++++ THE RECORDS ++++

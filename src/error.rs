//! Construction-time errors. The per-substep path never returns one.

use thiserror::Error;

use crate::tire::WheelId;

/// Invalid vehicle configuration, reported once when a car is built.
#[derive(Error, Debug)]
pub enum ConfigError {
    /// A mass, rate, area, length or ratio that must be strictly positive.
    #[error("{field} must be > 0, got {value}")]
    NonPositive {
        /// Dotted field path, e.g. `suspension.spring_rate`
        field: &'static str,
        /// Offending value
        value: f32,
    },

    /// A bounded field outside its range.
    #[error("{field} must be within [{min}, {max}], got {value}")]
    OutOfRange {
        /// Dotted field path
        field: &'static str,
        /// Offending value
        value: f32,
        /// Lower bound (inclusive)
        min: f32,
        /// Upper bound (inclusive)
        max: f32,
    },

    /// NaN or infinity anywhere in the configuration.
    #[error("{field} is not finite")]
    NonFinite {
        /// Dotted field path
        field: &'static str,
    },

    /// `gear_ratios[0]` must be a negative reverse ratio.
    #[error("gear_ratios needs a negative reverse ratio at index 0")]
    MissingReverseGear,

    /// At least one positive forward ratio after the reverse entry.
    #[error("gear_ratios needs at least one positive forward ratio after reverse")]
    MissingForwardGear,

    /// More forward gears than an `i8` gear index can address.
    #[error("gear_ratios has {count} entries, at most {max} are supported")]
    TooManyGears {
        /// Entries in `gear_ratios`, reverse included
        count: usize,
        /// Largest accepted length
        max: usize,
    },

    /// Idle speed has to sit below the redline.
    #[error("idle_rpm ({idle}) must be below max_rpm ({max})")]
    IdleAboveMax {
        /// Configured idle RPM
        idle: f32,
        /// Configured max RPM
        max: f32,
    },

    /// A restored car must hold each wheel exactly once.
    #[error("saved state lists {wheel:?} {count} times")]
    DuplicateWheel {
        /// Wheel that is missing or repeated
        wheel: WheelId,
        /// How often it appears
        count: usize,
    },

    /// YAML file could not be read or deserialized.
    #[error("failed to load vehicle config: {0}")]
    Load(#[from] ::config::ConfigError),
}
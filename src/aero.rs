// ==============================================================================
// aero.rs — DRAG + DOWNFORCE
// ------------------------------------------------------------------------------
//   q         = ½ · ρ · v²
//   drag      = q · Cd · A   along −v̂
//   downforce = q · Cl · A   along −Y (added to the chassis force, not to the
//               tire loads)
// Below 0.1 m/s both are zero so v̂ is never taken from a near-zero vector.
// ==============================================================================

use crate::math::{Vec3, VecExt, vec3};
use crate::vehicle::AeroConfig;

const MIN_SPEED: f32 = 0.1;

#[derive(Debug, Clone, Copy, PartialEq)]
pub struct AeroForces {
    pub drag: Vec3,
    pub downforce: Vec3,
}

impl AeroForces {
    pub fn total(&self) -> Vec3 {
        self.drag + self.downforce
    }
}

pub fn aero_forces(cfg: &AeroConfig, velocity: &Vec3) -> AeroForces {
    let speed = velocity.norm();
    if speed < MIN_SPEED {
        return AeroForces { drag: Vec3::zeros(), downforce: Vec3::zeros() };
    }

    let q = 0.5 * cfg.air_density * speed * speed;
    let drag = -velocity.normalize_or_zero() * (q * cfg.drag_coefficient * cfg.frontal_area);
    let downforce = vec3(0.0, -q * cfg.downforce_coefficient * cfg.frontal_area, 0.0);

    AeroForces { drag, downforce }
}
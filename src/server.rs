use std::collections::HashMap;

use serde::Serialize;
use tokio::sync::mpsc::UnboundedSender;
use tracing::{debug, info, warn};
use uuid::Uuid;

use car_physics::{CarPhysics, CarSnapshot, ConfigError, Controls, RollingHills, Terrain, VehicleConfig, vec3};

/// Everything the server pushes to a client.
#[derive(Debug, Serialize)]
#[serde(tag = "type", rename_all = "lowercase")]
pub enum ServerMessage {
    Welcome { session_id: Uuid },
    Pong,
    Snapshot { tick: u64, cars: Vec<CarEntry> },
}

#[derive(Debug, Serialize)]
pub struct CarEntry {
    pub id: Uuid,
    #[serde(flatten)]
    pub car: CarSnapshot,
}

struct Session {
    car: CarPhysics,
    slot: usize,
    tx: UnboundedSender<String>,
}

/// One car per connected client, all driving over the same hills.
pub struct DriveServer {
    pub tick: u64,
    config: VehicleConfig,
    terrain: RollingHills,
    sessions: HashMap<Uuid, Session>,
    next_slot: usize,
}

impl DriveServer {
    pub fn new(config: VehicleConfig, terrain: RollingHills) -> Result<Self, ConfigError> {
        config.validate()?;
        Ok(Self { tick: 0, config, terrain, sessions: HashMap::new(), next_slot: 0 })
    }

    pub fn session_count(&self) -> usize {
        self.sessions.len()
    }

    /// Grid slot → spawn point on the flat pad, cars side by side along X.
    fn spawn_car(&self, slot: usize) -> Result<CarPhysics, ConfigError> {
        let x = ((slot % 4) as f32 - 1.5) * 4.0;
        let z = -((slot / 4) as f32) * 7.0;
        let y = self.terrain.height(x, z) + self.config.ride_height();
        CarPhysics::with_position(self.config.clone(), vec3(x, y, z), 0.0)
    }

    pub fn join(&mut self, tx: UnboundedSender<String>) -> Result<Uuid, ConfigError> {
        let id = Uuid::new_v4();
        let slot = self.next_slot;
        self.next_slot += 1;

        let car = self.spawn_car(slot)?;
        send(&tx, &ServerMessage::Welcome { session_id: id });
        self.sessions.insert(id, Session { car, slot, tx });

        info!(%id, slot, drivers = self.session_count(), "driver joined");
        Ok(id)
    }

    pub fn leave(&mut self, id: &Uuid) {
        if self.sessions.remove(id).is_some() {
            info!(%id, "driver left");
        }
    }

    pub fn set_input(&mut self, id: &Uuid, controls: Controls) {
        if let Some(s) = self.sessions.get_mut(id) {
            s.car.set_controls(controls);
        }
    }

    pub fn pong(&self, id: &Uuid) {
        if let Some(s) = self.sessions.get(id) {
            send(&s.tx, &ServerMessage::Pong);
        }
    }

    /// Respawn the session's car at its grid slot.
    pub fn reset(&mut self, id: &Uuid) -> Result<(), ConfigError> {
        let Some(slot) = self.sessions.get(id).map(|s| s.slot) else { return Ok(()) };
        let car = self.spawn_car(slot)?;
        if let Some(s) = self.sessions.get_mut(id) {
            s.car = car;
        }
        debug!(%id, "car reset");
        Ok(())
    }

    /// Advance every car by the real elapsed `dt` and broadcast a snapshot.
    pub fn tick(&mut self, dt: f32) {
        for s in self.sessions.values_mut() {
            s.car.update(dt, &self.terrain);
        }
        self.tick += 1;

        let cars = self
            .sessions
            .iter()
            .map(|(id, s)| CarEntry { id: *id, car: s.car.state() })
            .collect();
        let msg = ServerMessage::Snapshot { tick: self.tick, cars };

        match serde_json::to_string(&msg) {
            Ok(json) => {
                for s in self.sessions.values() {
                    let _ = s.tx.send(json.clone());
                }
            }
            Err(e) => warn!("snapshot serialization failed: {e}"),
        }
    }
}

fn send(tx: &UnboundedSender<String>, msg: &ServerMessage) {
    match serde_json::to_string(msg) {
        Ok(json) => {
            let _ = tx.send(json);
        }
        Err(e) => warn!("message serialization failed: {e}"),
    }
}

++++

:: PROBLEM STATEMENT ::
Make an exact copy of the records.

:: RESPONSE TO THE TASK ::
filename src/error.rs
//! Construction-time errors. The per-substep path never returns one.

use thiserror::Error;

use crate::tire::WheelId;

/// Invalid vehicle configuration, reported once when a car is built.
#[derive(Error, Debug)]
pub enum ConfigError {
    /// A mass, rate, area, length or ratio that must be strictly positive.
    #[error("{field} must be > 0, got {value}")]
    NonPositive {
        /// Dotted field path, e.g. `suspension.spring_rate`
        field: &'static str,
        /// Offending value
        value: f32,
    },

    /// A bounded field outside its range.
    #[error("{field} must be within [{min}, {max}], got {value}")]
    OutOfRange {
        /// Dotted field path
        field: &'static str,
        /// Offending value
        value: f32,
        /// Lower bound (inclusive)
        min: f32,
        /// Upper bound (inclusive)
        max: f32,
    },

    /// NaN or infinity anywhere in the configuration.
    #[error("{field} is not finite")]
    NonFinite {
        /// Dotted field path
        field: &'static str,
    },

    /// `gear_ratios[0]` must be a negative reverse ratio.
    #[error("gear_ratios needs a negative reverse ratio at index 0")]
    MissingReverseGear,

    /// At least one positive forward ratio after the reverse entry.
    #[error("gear_ratios needs at least one positive forward ratio after reverse")]
    MissingForwardGear,

    /// More forward gears than an `i8` gear index can address.
    #[error("gear_ratios has {count} entries, at most {max} are supported")]
    TooManyGears {
        /// Entries in `gear_ratios`, reverse included
        count: usize,
        /// Largest accepted length
        max: usize,
    },

    /// Idle speed has to sit below the redline.
    #[error("idle_rpm ({idle}) must be below max_rpm ({max})")]
    IdleAboveMax {
        /// Configured idle RPM
        idle: f32,
        /// Configured max RPM
        max: f32,
    },

    /// A restored car must hold each wheel exactly once.
    #[error("saved state lists {wheel:?} {count} times")]
    DuplicateWheel {
        /// Wheel that is missing or repeated
        wheel: WheelId,
        /// How often it appears
        count: usize,
    },

    /// YAML file could not be read or deserialized.
    #[error("failed to load vehicle config: {0}")]
    Load(#[from] ::config::ConfigError),
}
filename src/aero.rs
// ==============================================================================
// aero.rs — DRAG + DOWNFORCE
// ------------------------------------------------------------------------------
//   q         = ½ · ρ · v²
//   drag      = q · Cd · A   along −v̂
//   downforce = q · Cl · A   along −Y (added to the chassis force, not to the
//               tire loads)
// Below 0.1 m/s both are zero so v̂ is never taken from a near-zero vector.
// ==============================================================================

use crate::math::{Vec3, VecExt, vec3};
use crate::vehicle::AeroConfig;

const MIN_SPEED: f32 = 0.1;

#[derive(Debug, Clone, Copy, PartialEq)]
pub struct AeroForces {
    pub drag: Vec3,
    pub downforce: Vec3,
}

impl AeroForces {
    pub fn total(&self) -> Vec3 {
        self.drag + self.downforce
    }
}

pub fn aero_forces(cfg: &AeroConfig, velocity: &Vec3) -> AeroForces {
    let speed = velocity.norm();
    if speed < MIN_SPEED {
        return AeroForces { drag: Vec3::zeros(), downforce: Vec3::zeros() };
    }

    let q = 0.5 * cfg.air_density * speed * speed;
    let drag = -velocity.normalize_or_zero() * (q * cfg.drag_coefficient * cfg.frontal_area);
    let downforce = vec3(0.0, -q * cfg.downforce_coefficient * cfg.frontal_area, 0.0);

    AeroForces { drag, downforce }
}
filename src/server.rs
use std::collections::HashMap;

use serde::Serialize;
use tokio::sync::mpsc::UnboundedSender;
use tracing::{debug, info, warn};
use uuid::Uuid;

use car_physics::{CarPhysics, CarSnapshot, ConfigError, Controls, RollingHills, Terrain, VehicleConfig, vec3};

/// Everything the server pushes to a client.
#[derive(Debug, Serialize)]
#[serde(tag = "type", rename_all = "lowercase")]
pub enum ServerMessage {
    Welcome { session_id: Uuid },
    Pong,
    Snapshot { tick: u64, cars: Vec<CarEntry> },
}

#[derive(Debug, Serialize)]
pub struct CarEntry {
    pub id: Uuid,
    #[serde(flatten)]
    pub car: CarSnapshot,
}

struct Session {
    car: CarPhysics,
    slot: usize,
    tx: UnboundedSender<String>,
}

/// One car per connected client, all driving over the same hills.
pub struct DriveServer {
    pub tick: u64,
    config: VehicleConfig,
    terrain: RollingHills,
    sessions: HashMap<Uuid, Session>,
    next_slot: usize,
}

impl DriveServer {
    pub fn new(config: VehicleConfig, terrain: RollingHills) -> Result<Self, ConfigError> {
        config.validate()?;
        Ok(Self { tick: 0, config, terrain, sessions: HashMap::new(), next_slot: 0 })
    }

    pub fn session_count(&self) -> usize {
        self.sessions.len()
    }

    /// Grid slot → spawn point on the flat pad, cars side by side along X.
    fn spawn_car(&self, slot: usize) -> Result<CarPhysics, ConfigError> {
        let x = ((slot % 4) as f32 - 1.5) * 4.0;
        let z = -((slot / 4) as f32) * 7.0;
        let y = self.terrain.height(x, z) + self.config.ride_height();
        CarPhysics::with_position(self.config.clone(), vec3(x, y, z), 0.0)
    }

    pub fn join(&mut self, tx: UnboundedSender<String>) -> Result<Uuid, ConfigError> {
        let id = Uuid::new_v4();
        let slot = self.next_slot;
        self.next_slot += 1;

        let car = self.spawn_car(slot)?;
        send(&tx, &ServerMessage::Welcome { session_id: id });
        self.sessions.insert(id, Session { car, slot, tx });

        info!(%id, slot, drivers = self.session_count(), "driver joined");
        Ok(id)
    }

    pub fn leave(&mut self, id: &Uuid) {
        if self.sessions.remove(id).is_some() {
            info!(%id, "driver left");
        }
    }

    pub fn set_input(&mut self, id: &Uuid, controls: Controls) {
        if let Some(s) = self.sessions.get_mut(id) {
            s.car.set_controls(controls);
        }
    }

    pub fn pong(&self, id: &Uuid) {
        if let Some(s) = self.sessions.get(id) {
            send(&s.tx, &ServerMessage::Pong);
        }
    }

    /// Respawn the session's car at its grid slot.
    pub fn reset(&mut self, id: &Uuid) -> Result<(), ConfigError> {
        let Some(slot) = self.sessions.get(id).map(|s| s.slot) else { return Ok(()) };
        let car = self.spawn_car(slot)?;
        if let Some(s) = self.sessions.get_mut(id) {
            s.car = car;
        }
        debug!(%id, "car reset");
        Ok(())
    }

    /// Advance every car by the real elapsed `dt` and broadcast a snapshot.
    pub fn tick(&mut self, dt: f32) {
        for s in self.sessions.values_mut() {
            s.car.update(dt, &self.terrain);
        }
        self.tick += 1;

        let cars = self
            .sessions
            .iter()
            .map(|(id, s)| CarEntry { id: *id, car: s.car.state() })
            .collect();
        let msg = ServerMessage::Snapshot { tick: self.tick, cars };

        match serde_json::to_string(&msg) {
            Ok(json) => {
                for s in self.sessions.values() {
                    let _ = s.tx.send(json.clone());
                }
            }
            Err(e) => warn!("snapshot serialization failed: {e}"),
        }
    }
}

fn send(tx: &UnboundedSender<String>, msg: &ServerMessage) {
    match serde_json::to_string(msg) {
        Ok(json) => {
            let _ = tx.send(json);
        }
        Err(e) => warn!("message serialization failed: {e}"),
    }
}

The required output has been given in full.